El Clan Braniff (2018): “un libro objeto que entretiene como policial”, así define Tomás Cohen la última novela de Matías Celedón, y analiza como un detective el sutil recurso de las diapositivas que atraviesa sus páginas.
La novela El Clan Braniff (Editorial Hueders, 2018), de Matías Celedón, incluye reproducciones de imágenes pequeñas centradas en la página, muchas de las cuales se reproducen por el anverso y el reverso, pues remiten a diapositivas.
Imaginémonos con una diapositiva en la mano: antes de insertarla en un proyector, la sostendríamos entre los dedos, inspeccionándola como al circuito de una bomba, antes de “activar” su imagen, ampliada por un haz de luz –recordamos la voz inglesa blow up, que significa tanto “ampliar” como “explotar”, y con ella la película homónima de Antonioni que es referencia inescapable a la novela de Celedón. Dado que están hechas para ser traspasadas por la luz, podemos ver a través de las diapositivas –de allí su reproducción a doble faz en la novela. De nuevo nos imaginamos con una diapositiva en la mano, antes de su inserción en el proyector: no estamos seguros de si lo que vemos es el reverso de la imagen pretendida; puede suceder que, una vez proyectada la diapositiva, nos demos cuenta de que el opuesto de las cosas que vemos es como las cosas deberían ser “de verdad”. Atraído por la “estética de la verdad” de los documentos, Celedón ha tramado su novela a partir de archivos desclasificados, negativos fotográficos y objetos rastreados para establecer un contorno en el cual verter su narración –a la que se ha referido como una “ficción documental”.
Algunas de las imágenes incluidas en el libro aparentemente muestran una fiesta; una fiesta donde, según dice el pasaje que la refiere, “nadie quiere permanecer consciente de los asuntos de fondo”. Se intercalan estas imágenes a una escena climática, donde las paredes cubiertas de espejos del salón lounge de un casino confunden la percepción de fondo: “esos espejos multiplicaban a los culpables y a los sospechosos”. Son espejos que, como en una sala de interrogación, esconderían la identidad de los captores –alucina uno de los protagonistas de esta novela ciertamente paranoica, como se la anuncia en su nota de contraportada.

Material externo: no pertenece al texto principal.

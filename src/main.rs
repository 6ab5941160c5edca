use anyhow::Result;
use cardledger::cli::Cli;
use clap::Parser;
use tracing_subscriber::EnvFilter;

#[tokio::main]
async fn main() -> Result<()> {
    let cli = Cli::parse();

    let level = if cli.verbose { "info" } else { "warn" };
    tracing_subscriber::fmt()
        .with_env_filter(
            EnvFilter::try_from_default_env().unwrap_or_else(|_| EnvFilter::new(level)),
        )
        .with_writer(std::io::stderr)
        .init();

    cli.run().await
}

“Tal vez la muerte llega antes.” / “Tal vez la muerte se va tarde.”, se reflexiona en distintas partes del libro, a doble faz. De manera similar, al correr por las páginas de El Clan Braniff, seducidos por su argumento, las reproducciones de un lado y otro de las diapositivas nos atraviesan por el cara y sello de un mismo momento —“cara y sello” que evoca las incontables monedas cuyo flujo corrupto y trenzado al de la cocaína suena como el torrente de fondo en esta novela que trata sobre el violento pasado reciente de Chile, país gobernado “desde La Moneda”.
Las vertiginosas últimas páginas de El Clan Braniff confunden la identidad de los dos protagonistas “amigos”: el que sería asesinado y el que lo asesinaría, ejecutando una suplantación de identidad adelantada en un episodio clave, cuando uno de los protagonistas se hace pasar por el otro, contando como propia la historia escuchada, que el otro le contó —episodio, además, en el que habla el dictador de fondo a los eventos narrados, un Pinochet representado con tono risible y fidedigno.
El argumento de la novela avanza y se fortalece a la vez que sus protagonistas se esfuerzan por borrar sus huellas. Sus escenas se agrandan, traspasadas por la luz, para proyectar una visión novedosa y muy bienvenida del Chile en tiempos de dictadura. Este Clan urdido a partir de pistas, de los “fuera de cuadro” deducidos de varios encuadres funciona como mecanismo literario a punto; calculado, se detona a tiempo, al final ilumina con una explosión. Aplicando a la trama narrativa la conciencia del libro como objeto –esto sucede también en su obra La Filial–, El Clan Braniff entretiene como un quirúrgicamente escrito policial, género literario que asume como instalación artística.